Mas não só isso: no seu diagnóstico, há gargalos enormes também nos currículos profissionais, uma agenda que o País abandonou, enquanto outros países têm investido cada vez mais na modalidade. Com isso, o foco do dinheiro público fica, em primeiro plano, no ensino superior — e, em um segundo nível, no fundamental. “Diversas pesquisas recentes têm mostrado que investir em educação infantil, na primeira infância, é fundamental para a acumulação de capital humano. Os impactos desses investimentos sobre a juventude e a vida adulta das pessoas são duradouros, de longo prazo”, explicou Portela. “É por isso que muitas políticas educacionais ao redor do mundo estão se voltando para essa agenda hoje”, completou. 

Segundo o economista, que também coordena o Centro de Microeconomia Aplicada (C-Micro) e dirige o Centro Regional para Aprendizagem em Avaliação e Resultados para o Brasil e África Lusófona (FGV-EESP-Clear), apesar dos avanços significativos nos últimos anos na universalização do ensino fundamental, o Brasil ainda convive com problemas graves tanto na ordem da quantidade quanto da qualidade do ensino. O Programa Internacional de Avaliação de Estudantes (Pisa) — teste que avalia o desempenho de estudantes entre 15 e 16 anos aplicado pela Organização para a Cooperação e Desenvolvimento Econômico (OCDE) em 81 países — mostrou que a média brasileira foi de 379, em 2022, ocupando a 65ª colocação no ranking geral. Em 2000, o País obteve uma média de 368. “De um lado, ainda temos gargalos no acesso à escola, além do fluxo de estudantes, que passa por índices de repetência, atrasos, abandonos etc. Da mesma forma, há graves questões na qualidade, sobretudo no que diz respeito ao aprendizado dos alunos. Parece-me que isso esteja um pouco relacionado ao resultado da universalização tardia da educação no Brasil”, analisa Portela. 

Na reunião, o coordenador da frente, o economista Antonio Lanzana, que também coordena o Conselho Superior de Economia, Sociologia e Política da FecomercioSP, apresentou alguns dados que expressam, de forma clara, a posição brasileira na Educação global. Por exemplo, em 2021, o País gastou 5,6% do Produto Interno Bruto (PIB) com a área, abaixo dos 6,3% investidos em 2015. Entre os países da OCDE, a média de investimento de cada nação, por aluno, é de US$ 11,5 mil, enquanto a nacional é de US$ 4,3 mil. Portela, por sua vez, apontou alguns desafios que, por ora, são mais urgentes. O principal, de acordo com o economista, é a recuperação das “vítimas da pandemia” de covid-19. O argumento dele é que a crise sanitária entre 2020 e 2023 afetou significativamente o ciclo de vida de um conjunto de pessoas no mundo, inclusive no Brasil. 

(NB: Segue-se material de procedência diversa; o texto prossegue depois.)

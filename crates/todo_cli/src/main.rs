//! CLI driver for `todo_core`.
//!
//! # Responsibility
//! - Verify `todo_core` linkage (ping/version).
//! - Apply mutation commands to a seeded store and print the result.
//!
//! Exit code 2 means a command could not be parsed or applied.

mod command;

use command::{Command, CommandError};
use log::error;
use std::cell::RefCell;
use std::process::ExitCode;
use std::rc::Rc;
use todo_core::{Section, StoreEvent, TodoStore};

fn main() -> ExitCode {
    println!("todo_core ping={}", todo_core::ping());
    println!("todo_core version={}", todo_core::core_version());

    let commands = match std::env::args()
        .skip(1)
        .map(|arg| Command::parse(&arg))
        .collect::<Result<Vec<_>, _>>()
    {
        Ok(commands) => commands,
        Err(err) => {
            eprintln!("error: {err}");
            return ExitCode::from(2);
        }
    };

    if let Err(err) = configure_logging(&commands) {
        eprintln!("error: {err}");
        return ExitCode::from(2);
    }

    let mut store = TodoStore::new();
    let lines = Rc::new(RefCell::new(Vec::new()));
    let sink = Rc::clone(&lines);
    store.subscribe(move |event, _| sink.borrow_mut().push(describe(event)));

    for command in &commands {
        if let Err(err) = apply(&mut store, command) {
            error!("event=cli_command module=cli status=error");
            eprintln!("error: {err}");
            return ExitCode::from(2);
        }
    }

    for line in lines.borrow().iter() {
        println!("{line}");
    }
    print!("{}", render(store.sections()));
    ExitCode::SUCCESS
}

fn configure_logging(commands: &[Command]) -> Result<(), CommandError> {
    let mut dir = None;
    let mut level = None;
    for command in commands {
        match command {
            Command::LogDir(value) => dir = Some(value.as_str()),
            Command::LogLevel(value) => level = Some(*value),
            _ => {}
        }
    }
    match (dir, level) {
        (Some(dir), level) => {
            let level = level.unwrap_or_else(todo_core::default_log_level);
            todo_core::init_logging(level, dir).map_err(CommandError::Logging)
        }
        (None, Some(_)) => Err(CommandError::LogLevelWithoutDir),
        (None, None) => Ok(()),
    }
}

fn apply(store: &mut TodoStore, command: &Command) -> Result<(), CommandError> {
    let missing = || CommandError::NoSuchPosition {
        command: format!("{command:?}"),
    };
    match command {
        Command::AddSection { title } => {
            store.add_section(title.as_str());
        }
        Command::AddTodo { section, title } => {
            let id = store.sections().get(*section).ok_or_else(missing)?.id;
            store.add_todo(title.as_str(), id);
        }
        Command::Toggle { section, todo } => {
            let id = store
                .sections()
                .get(*section)
                .and_then(|s| s.todos.get(*todo))
                .ok_or_else(missing)?
                .id;
            store.toggle_todo(id);
        }
        Command::Delete { section, indices } => {
            let id = store.sections().get(*section).ok_or_else(missing)?.id;
            store.delete_todos(indices.iter().copied(), id);
        }
        Command::LogDir(_) | Command::LogLevel(_) => {}
    }
    Ok(())
}

fn describe(event: &StoreEvent) -> String {
    match event {
        StoreEvent::TodosDeleted { section, removed } => {
            format!("event {} section={section} count={}", event.name(), removed.len())
        }
        StoreEvent::TodoToggled {
            todo, completed, ..
        } => format!("event {} todo={todo} completed={completed}", event.name()),
        _ => format!("event {} section={}", event.name(), event.section()),
    }
}

fn render(sections: &[Section]) -> String {
    let mut out = String::new();
    for section in sections {
        out.push_str(&format!("# {}\n", section.title));
        for todo in &section.todos {
            let mark = if todo.completed { 'x' } else { ' ' };
            out.push_str(&format!("[{mark}] {}\n", todo.title));
        }
    }
    out
}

Trata-se de um fenômeno comum em contextos de grandes choques, como guerras ou crises econômicas. “O problema é que a pandemia impactou as escolas e o mercado de trabalho”, explicou. “De um lado, atingiu em cheio a entrada de crianças de 7 a 10 anos nas escolas, que perderam muito do contato com os professores e com os espaços educacionais. Eles precisam passar por um processo de reforço. De outro, muitos jovens que terminaram a escola durante a pandemia tiveram uma formação incompleta. Agora, com cerca de 20 anos, eles não conseguem acessar o mercado de trabalho porque não reúnem as competências que as empresas exigem, muito por causa desse gargalo”, completou.

O economista da FGV também destacou outro problema que deve ser discutido com mais ênfase no debate educacional do País: as métricas de avaliação dos docentes. É fato que os salários estão defasados e devem ser ajustados na medida do possível, mas faltam formas de avaliar os resultados que esses profissionais entregam, refletidos nos desempenhos dos alunos. “Não adianta só aumentar a remuneração. É preciso estimular a produtividade educacional.”

Esse diagnóstico foi corroborado por Paulo Delgado, também membro do conselho da FecomercioSP, que questionou as dificuldades em implementar medidas como essas no Brasil. Ainda segundo Portela, a dificuldade está em como equilibrar os salários de acordo com os níveis profissionais existentes. “É preciso uma estrutura em que haja uma exigência dos docentes em novas habilidades, em que as escolas sejam sensíveis e abertas à pressão do mundo externo para dentro desse espaço. Isso certamente teria impacto sobre sua eficiência”, finalizou.